After that I eased off. Three seemed like a nice number and I didn’t have a blinding urge to get any more work done. Then I moved to Ibiza. Surrounded by gorgeous bodies adorned with stunning tattoos I started to crave another. One of my all-time favourites is DC10 DJ Tania Vulcano’s tattoo. She is one of those striking woomen who don’t mess with makeup, hair fripperies or, heaven forbid, dresses. She’s always in jeans and a tee-shirt, with just this fabulous tattoo around her right elbow. I wanted one too. My first mission to find the right artist didn’t go well. Inkadelic is the dudely tattoo parlour of choice in Ibiza, where I met Luca. I told him what I wanted and his reaction was: “if you were a big hairy lesbian I might do it, but I think you should have something more feminine. How about flowers?” I could hardly speak for scraping my jaw off the floor and, needless to say, never went back.

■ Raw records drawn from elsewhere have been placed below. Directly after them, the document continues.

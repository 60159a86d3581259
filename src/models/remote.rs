//! Repository file listing from a ModelScope-compatible hub.
//!
//! The listing endpoint answers with an envelope like
//! `{"Code": 200, "Success": true, "Data": {"Files": [{"Path", "Type", "Size", "Sha256"}]}}`.

use crate::error::ModelError;
use crate::models::download::ModelSource;
use reqwest::StatusCode;
use serde::Deserialize;

/// A file published in a hub repository.
#[derive(Debug, Clone, PartialEq, Eq)]
pub struct RemoteFile {
    pub path: String,
    pub size: Option<u64>,
    pub sha256: Option<String>,
}

#[derive(Debug, Deserialize)]
#[serde(rename_all = "PascalCase")]
struct Envelope {
    #[serde(default)]
    success: Option<bool>,
    #[serde(default)]
    message: Option<String>,
    #[serde(default)]
    data: Option<ListingData>,
}

#[derive(Debug, Deserialize)]
#[serde(rename_all = "PascalCase")]
struct ListingData {
    #[serde(default)]
    files: Vec<ListingEntry>,
}

#[derive(Debug, Deserialize)]
#[serde(rename_all = "PascalCase")]
struct ListingEntry {
    path: String,
    #[serde(default, rename = "Type")]
    kind: Option<String>,
    #[serde(default)]
    size: Option<u64>,
    #[serde(default)]
    sha256: Option<String>,
}

/// Fetch every file in the source repository at its revision.
///
/// # Errors
///
/// - [`ModelError::InvalidModelName`] when the hub reports the repository
///   missing (HTTP 404 or an unsuccessful envelope)
/// - [`ModelError::Network`] on transport failure or a server error status
/// - [`ModelError::Unexpected`] when the body cannot be parsed
pub async fn list_repo_files(
    client: &reqwest::Client,
    source: &ModelSource,
) -> Result<Vec<RemoteFile>, ModelError> {
    let url = source.files_url();
    tracing::debug!(%url, "listing model repository");

    let response = client.get(&url).send().await.map_err(|e| ModelError::Network {
        message: format!("failed to reach model hub: {e}"),
    })?;

    let status = response.status();
    if status == StatusCode::NOT_FOUND {
        return Err(ModelError::InvalidModelName {
            message: format!("repository '{}' does not exist", source.id),
        });
    }
    if !status.is_success() {
        return Err(ModelError::Network {
            message: format!("model hub returned status {status}"),
        });
    }

    let text = response.text().await.map_err(|e| ModelError::Network {
        message: format!("failed to read model hub response: {e}"),
    })?;

    parse_listing(&text, &source.id)
}

/// Parse a listing body into its blob entries. Directory entries are skipped.
pub fn parse_listing(text: &str, id: &str) -> Result<Vec<RemoteFile>, ModelError> {
    let envelope: Envelope = serde_json::from_str(text).map_err(|e| ModelError::Unexpected {
        message: format!("failed to parse model hub listing: {e}"),
    })?;

    if envelope.success == Some(false) {
        return Err(ModelError::InvalidModelName {
            message: format!(
                "repository '{id}' rejected by hub: {}",
                envelope.message.unwrap_or_default()
            ),
        });
    }

    let data = envelope.data.ok_or_else(|| ModelError::Unexpected {
        message: "model hub listing has no Data field".to_string(),
    })?;

    Ok(data
        .files
        .into_iter()
        .filter(|entry| entry.kind.as_deref() != Some("tree"))
        .map(|entry| RemoteFile {
            path: entry.path,
            size: entry.size,
            sha256: entry.sha256.filter(|digest| !digest.is_empty()),
        })
        .collect())
}
//! Error types for sensevoice.

use crate::stt::worker::WorkerState;
use serde::Serialize;
use std::path::PathBuf;
use std::time::Duration;
use thiserror::Error;

/// Classified failure of a model fetch.
///
/// Each variant maps to a stable code so callers (and the CLI's JSON output)
/// can branch on it without parsing messages.
#[derive(Error, Debug, Clone, PartialEq, Eq)]
pub enum ModelError {
    /// The named model or file does not exist on the hub.
    #[error("Model not found: {message}")]
    InvalidModelName { message: String },

    /// Transfer failed or the downloaded file did not verify.
    #[error("Model download failed: {message}")]
    Network { message: String },

    /// Malformed parameters or anything else.
    #[error("Unexpected model error: {message}")]
    Unexpected { message: String },
}

impl ModelError {
    pub const INVALID_MODEL_NAME: &'static str = "E_INVALID_MODEL_NAME";
    pub const NETWORK_ERROR: &'static str = "E_NETWORK_ERROR";
    pub const UNEXPECTED_ERROR: &'static str = "E_UNEXPECTED_ERROR";

    /// Stable error code for this failure.
    pub fn code(&self) -> &'static str {
        match self {
            Self::InvalidModelName { .. } => Self::INVALID_MODEL_NAME,
            Self::Network { .. } => Self::NETWORK_ERROR,
            Self::Unexpected { .. } => Self::UNEXPECTED_ERROR,
        }
    }
}

/// Result of a model fetch in the `{"status", "message"}` shape.
///
/// `message` carries the local path on success and the error code on failure.
#[derive(Debug, Clone, PartialEq, Eq, Serialize)]
pub struct FetchReport {
    pub status: &'static str,
    pub message: String,
}

impl FetchReport {
    pub fn from_result(result: &std::result::Result<PathBuf, ModelError>) -> Self {
        match result {
            Ok(path) => Self {
                status: "ok",
                message: path.display().to_string(),
            },
            Err(e) => Self {
                status: "error",
                message: e.code().to_string(),
            },
        }
    }

    pub fn is_ok(&self) -> bool {
        self.status == "ok"
    }
}

#[derive(Error, Debug)]
pub enum SenseVoiceError {
    // Configuration errors
    #[error("Configuration file not found at {path}")]
    ConfigFileNotFound { path: String },

    #[error("Failed to parse configuration: {message}")]
    ConfigParse { message: String },

    #[error("Invalid configuration value for {key}: {message}")]
    ConfigInvalidValue { key: String, message: String },

    #[error("Configuration error: {0}")]
    Config(#[from] toml::de::Error),

    // Engine startup errors
    #[error("Failed to launch engine {executable}: {source}")]
    Spawn {
        executable: String,
        #[source]
        source: std::io::Error,
    },

    #[error("Engine did not become ready within {timeout:?}")]
    StartupTimeout { timeout: Duration },

    #[error("Engine exited before becoming ready (exit code {code:?}): {stderr}")]
    StartupFailed { code: Option<i32>, stderr: String },

    // Session errors
    #[error("Engine worker stopped while relaying a response: {message}")]
    WorkerCrashed { message: String },

    #[error("Session is closed (worker {state})")]
    SessionClosed { state: WorkerState },

    #[error("Invalid record path {path:?}: {message}")]
    InvalidRecordPath { path: String, message: String },

    // Model acquisition errors
    #[error(transparent)]
    Model(#[from] ModelError),

    // General I/O errors
    #[error("I/O error: {0}")]
    Io(#[from] std::io::Error),

    // Generic error for cases not covered above
    #[error("{0}")]
    Other(String),
}

// Type alias for convenience
pub type Result<T> = std::result::Result<T, SenseVoiceError>;
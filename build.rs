//! Build script: embeds the git short hash for `version_string()`.

use std::process::Command;

fn main() {
    if let Ok(output) = Command::new("git")
        .args(["rev-parse", "--short=7", "HEAD"])
        .output()
        && output.status.success()
    {
        let hash = String::from_utf8_lossy(&output.stdout).trim().to_string();
        println!("cargo:rustc-env=GIT_HASH={}", hash);
    }
    println!("cargo:rerun-if-changed=.git/HEAD");
    println!("cargo:rerun-if-changed=.git/refs/heads/");
}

Then I happened across an article about Tahiti Tiki Tattoo founder Sandra. She talked about the spiritual and emotional significance of tattoos, how each one she creates is designed for the individual. Curious as hell, I wandered up Calle de Virgen one night, about 1AM, and leafed through her booklet. Unlike Luca who was rude, combative and arrogant from the moment he opened his mouth Sandra projected tranquilty. Ibicenco tattoo parlours at 1AM are inherently hectic, but hers was a sacred space. I felt safe, welcome and understood.

A couple of weeks later I went back for the tattoo, equipped with a mantra to get me through the pain. It’s a line from Lawrence of Arabia

“The trick is… not minding that it hurts.”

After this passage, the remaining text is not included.